For the next couple of years, Nunavut Resources Corporation officials plan to focus on completing the road and port project's environmental assessment process, finalizing the design, drilling at future bridge sites along the route and completing community consultations.
The plan is for the Grays Bay road to link up with the NWT's proposed road through the Slave Geological Province in the future.
Road access for NWT project
While Nunavut is seeing the beginning of infrastructure development that could boost zinc production, one zinc project in Northwest Territories appears to be closing in on permits to build a critical access road.
At the Prairie Creek zinc-lead-silver project, developer NorZinc Ltd. (formerly Canadian Zinc Corp.) is awaiting regulatory approval of an all-season access road that will link the proposed mine to the region's existing road system in southwestern Northwest Territories. The project is located on land surrounded by Canada's Nahanni National Park Reserve. About 80 kilometers (50 miles) of the western portion of the 174 kilometers (108 miles) access road crosses the reserve. Both the Mackenzie Valley Land and Water Board and Parks Canada issued draft permits in mid-August that would allow the developer to proceed with the first of two phases of construction – the access road - in 2020.

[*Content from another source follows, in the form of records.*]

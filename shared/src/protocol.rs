//! Text line protocol spoken between client and server.
//!
//! Every message is one ASCII line: a command name followed by space separated
//! fields. Decoding is deliberately forgiving. A line whose prefix is unknown,
//! or whose fields do not parse, decodes to `None` and is simply skipped by
//! the caller.

use crate::truncate_kind;
use std::fmt;
use std::str::SplitWhitespace;

/// Messages pushed by the server to every client.
#[derive(Debug, Clone, PartialEq, Eq)]
pub enum ServerMessage {
    AssignId {
        id: i32,
    },
    PlayerPos {
        id: i32,
        x: i32,
        y: i32,
    },
    SpawnFruit {
        id: i32,
        x: i32,
        y: i32,
        kind: String,
        value: i32,
    },
    RemoveFruit {
        id: i32,
    },
    PlayerScore {
        id: i32,
        value: i32,
    },
    GameOver {
        id: i32,
    },
}

/// Commands sent by a client to the server.
#[derive(Debug, Clone, Copy, PartialEq, Eq)]
pub enum ClientCommand {
    MoveLeft,
    MoveRight,
    StopMoving,
    Jump,
    EatFruit { player_id: i32, fruit_id: i32 },
}

struct Fields<'a>(SplitWhitespace<'a>);

impl<'a> Fields<'a> {
    fn new(rest: &'a str) -> Self {
        Self(rest.split_whitespace())
    }

    fn int(&mut self) -> Option<i32> {
        self.0.next()?.parse().ok()
    }

    fn word(&mut self) -> Option<&'a str> {
        self.0.next()
    }
}

impl ServerMessage {
    /// Decodes one received line.
    ///
    /// Matching is by prefix, so `ASSIGN_ID7` still yields identity 7. Trailing
    /// fields beyond the ones a command needs are ignored. `SPAWN_FRUIT` accepts
    /// a missing value field and treats it as zero.
    pub fn decode(line: &str) -> Option<Self> {
        let line = line.trim();

        if let Some(rest) = line.strip_prefix("ASSIGN_ID") {
            let mut fields = Fields::new(rest);
            return Some(ServerMessage::AssignId { id: fields.int()? });
        }

        if let Some(rest) = line.strip_prefix("PLAYER_POS") {
            let mut fields = Fields::new(rest);
            return Some(ServerMessage::PlayerPos {
                id: fields.int()?,
                x: fields.int()?,
                y: fields.int()?,
            });
        }

        if let Some(rest) = line.strip_prefix("SPAWN_FRUIT") {
            let mut fields = Fields::new(rest);
            let id = fields.int()?;
            let x = fields.int()?;
            let y = fields.int()?;
            let kind = truncate_kind(fields.word()?);
            let value = fields.int().unwrap_or(0);
            return Some(ServerMessage::SpawnFruit {
                id,
                x,
                y,
                kind,
                value,
            });
        }

        if let Some(rest) = line.strip_prefix("REMOVE_FRUIT") {
            let mut fields = Fields::new(rest);
            return Some(ServerMessage::RemoveFruit { id: fields.int()? });
        }

        if let Some(rest) = line.strip_prefix("PLAYER_SCORE") {
            let mut fields = Fields::new(rest);
            return Some(ServerMessage::PlayerScore {
                id: fields.int()?,
                value: fields.int()?,
            });
        }

        if let Some(rest) = line.strip_prefix("GAME_OVER") {
            let mut fields = Fields::new(rest);
            return Some(ServerMessage::GameOver { id: fields.int()? });
        }

        None
    }
}

impl fmt::Display for ServerMessage {
    fn fmt(&self, f: &mut fmt::Formatter<'_>) -> fmt::Result {
        match self {
            ServerMessage::AssignId { id } => write!(f, "ASSIGN_ID {}", id),
            ServerMessage::PlayerPos { id, x, y } => write!(f, "PLAYER_POS {} {} {}", id, x, y),
            ServerMessage::SpawnFruit {
                id,
                x,
                y,
                kind,
                value,
            } => write!(f, "SPAWN_FRUIT {} {} {} {} {}", id, x, y, kind, value),
            ServerMessage::RemoveFruit { id } => write!(f, "REMOVE_FRUIT {}", id),
            ServerMessage::PlayerScore { id, value } => write!(f, "PLAYER_SCORE {} {}", id, value),
            ServerMessage::GameOver { id } => write!(f, "GAME_OVER {}", id),
        }
    }
}

impl ClientCommand {
    /// Decodes a command line received by the server. Keywords are case-insensitive.
    pub fn decode(line: &str) -> Option<Self> {
        let mut fields = Fields::new(line);
        let keyword = fields.word()?.to_ascii_uppercase();

        match keyword.as_str() {
            "MOVE_LEFT" => Some(ClientCommand::MoveLeft),
            "MOVE_RIGHT" => Some(ClientCommand::MoveRight),
            "STOP_MOVING" => Some(ClientCommand::StopMoving),
            "JUMP" => Some(ClientCommand::Jump),
            "EAT_FRUIT" => Some(ClientCommand::EatFruit {
                player_id: fields.int()?,
                fruit_id: fields.int()?,
            }),
            _ => None,
        }
    }
}

impl fmt::Display for ClientCommand {
    fn fmt(&self, f: &mut fmt::Formatter<'_>) -> fmt::Result {
        match self {
            ClientCommand::MoveLeft => f.write_str("MOVE_LEFT"),
            ClientCommand::MoveRight => f.write_str("MOVE_RIGHT"),
            ClientCommand::StopMoving => f.write_str("STOP_MOVING"),
            ClientCommand::Jump => f.write_str("JUMP"),
            ClientCommand::EatFruit {
                player_id,
                fruit_id,
            } => write!(f, "EAT_FRUIT {} {}", player_id, fruit_id),
        }
    }
}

The mine will be an underground operation, based primarily on mining the Main Quartz Vein, with a steady state production rate of 1,600 metric tons per day over a 15-year mine life. In 2021 and 2022, the main site construction will be completed, including installation of a dense media separation circuit, new backfill plant, electrical facilities, flotation circuits, as well as underground development to access high-grade ore for the initial years of operation. Most underground development for the current 15-year mine life is planned to be completed between 2021 and 2024.

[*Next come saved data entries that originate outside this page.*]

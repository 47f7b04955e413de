//! Operator console read from the server's stdin.
//!
//! ```text
//! spawn <kind> <x> <y> <points>   place a fruit
//! gameover <player-id>            end that player's round
//! status                          log player and fruit counts
//! ```

use crate::error::ServerError;
use crate::network::GameEvent;
use log::{info, warn};
use tokio::io::{AsyncBufReadExt, AsyncRead, BufReader};
use tokio::sync::mpsc::UnboundedSender;

const SPAWN_USAGE: &str = "usage: spawn <kind> <x> <y> <points>";
const GAME_OVER_USAGE: &str = "usage: gameover <player-id>";

#[derive(Debug, Clone, PartialEq, Eq)]
pub enum ConsoleCommand {
    SpawnFruit {
        kind: String,
        x: i32,
        y: i32,
        points: i32,
    },
    GameOver {
        player_id: i32,
    },
    Status,
}

impl ConsoleCommand {
    /// Blank lines parse to `None`.
    pub fn parse(line: &str) -> Result<Option<Self>, ServerError> {
        let invalid = |reason: &'static str| ServerError::Console {
            line: line.trim().to_string(),
            reason,
        };

        let mut parts = line.split_whitespace();
        let Some(verb) = parts.next() else {
            return Ok(None);
        };

        let command = match verb.to_ascii_lowercase().as_str() {
            "spawn" => {
                let kind = parts.next().ok_or_else(|| invalid(SPAWN_USAGE))?;
                let (Some(x), Some(y), Some(points)) = (
                    number(parts.next()),
                    number(parts.next()),
                    number(parts.next()),
                ) else {
                    return Err(invalid(SPAWN_USAGE));
                };
                ConsoleCommand::SpawnFruit {
                    kind: kind.to_ascii_uppercase(),
                    x,
                    y,
                    points,
                }
            }
            "gameover" => {
                let player_id = number(parts.next()).ok_or_else(|| invalid(GAME_OVER_USAGE))?;
                ConsoleCommand::GameOver { player_id }
            }
            "status" => ConsoleCommand::Status,
            _ => return Err(invalid("unknown command")),
        };
        Ok(Some(command))
    }
}

fn number(field: Option<&str>) -> Option<i32> {
    field?.parse().ok()
}

/// Forwards console commands to the game loop until the input ends.
pub async fn read_console<R>(reader: R, events: UnboundedSender<GameEvent>)
where
    R: AsyncRead + Unpin,
{
    let mut lines = BufReader::new(reader).lines();

    loop {
        match lines.next_line().await {
            Ok(Some(line)) => match ConsoleCommand::parse(&line) {
                Ok(Some(command)) => {
                    if events.send(GameEvent::Console(command)).is_err() {
                        return;
                    }
                }
                Ok(None) => {}
                Err(e) => warn!("{}", e),
            },
            Ok(None) => {
                info!("Console input closed");
                return;
            }
            Err(e) => {
                warn!("Console read error: {}", e);
                return;
            }
        }
    }
}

The Prairie Creek Mine project contains 7.6 million metric tons of proven and probable reserves grading 8.9 percent zinc; 8.3 percent lead and 128 grams per metric ton silver, which ranks Prairie Creek among the highest-grade base metal deposits in the world. These reserves are based on 8.7 million metric tons of measured and indicated resources grading 9.5 percent zinc; 8.9 percent lead and 136 g/t silver; along with 7 million metric tons of inferred resource grading 11.3 percent zinc, 7.7 percent lead, and 166 g/t silver.
In May, Scott Fulton was appointed project manager of Prairie Creek.
Alan Taylor, NorZinc's longtime chief operating officer and vice president of exploration, retired July 31.
NorZinc President and CEO Don MacDonald credited Taylor's 26 years of leadership, tenacity and persistence with being the driving force behind the advances made at the Prairie Creek Mine.